By Stephen Ohlemacher, Associated Press

WASHINGTON (AP) — A necessary burden for most Americans, Tax Day is an accounting nightmare for thousands of gay and lesbian couples as they wrestle with the uneven legal status of same-sex marriage in the United States.

They live in a country that recognizes their marriages, but some reside in the 13 states that do not, an issue that will be argued before the Supreme Court later this month.

At tax time, and Wednesday is the filing deadline, it gets complicated because most state income tax returns use information from a taxpayer’s federal return.

Straight couples simply copy numbers from one form to another. But that doesn’t work for same-sex couples reporting combined incomes, deductions and exemptions on their federal tax returns. These couples must untangle their finances on their state returns, where they are still considered single.

“We’re adults, we’re contributing to the welfare of society and yet, here’s this one thing that just reaches up every year and kind of slaps us in the face,” said Brian Wilbert, an Episcopal priest who lives in Oberlin, a small college town in northern Ohio.

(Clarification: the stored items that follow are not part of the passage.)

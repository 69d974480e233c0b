use storage::error::StorageError;

pub const DEFAULT_ERROR_MESSAGE: &str = "Something went wrong. Please try again.";

/// Outcome of one store call as seen by a state holder.
#[derive(Debug, Clone, PartialEq, Eq)]
pub enum Resource<T> {
    Pending,
    Succeeded(T),
    Failed(String),
}

impl<T> Resource<T> {
    /// A failure carrying `message`, or the default message when it is blank.
    pub fn failed(message: impl Into<String>) -> Self {
        let message = message.into();
        if message.trim().is_empty() {
            Self::Failed(DEFAULT_ERROR_MESSAGE.to_string())
        } else {
            Self::Failed(message)
        }
    }
}

impl<T> From<Result<T, StorageError>> for Resource<T> {
    fn from(result: Result<T, StorageError>) -> Self {
        match result {
            Ok(value) => Self::Succeeded(value),
            Err(e) => {
                tracing::warn!("Store call failed: {}", e);
                Self::failed(e.to_string())
            }
        }
    }
}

Wilbert married his husband, Yorki Encalada, in 2012, at a ceremony in upstate New York. He is filing a joint federal tax return for the second time this year. But Ohio, which doesn’t recognize same-sex marriages, requires the couple to file their state tax returns as if they were single.

“It may not be the most burning thing,” Wilbert said. “But as we think about equality and marriage equality, this is an important thing because it’s part of what couples do.”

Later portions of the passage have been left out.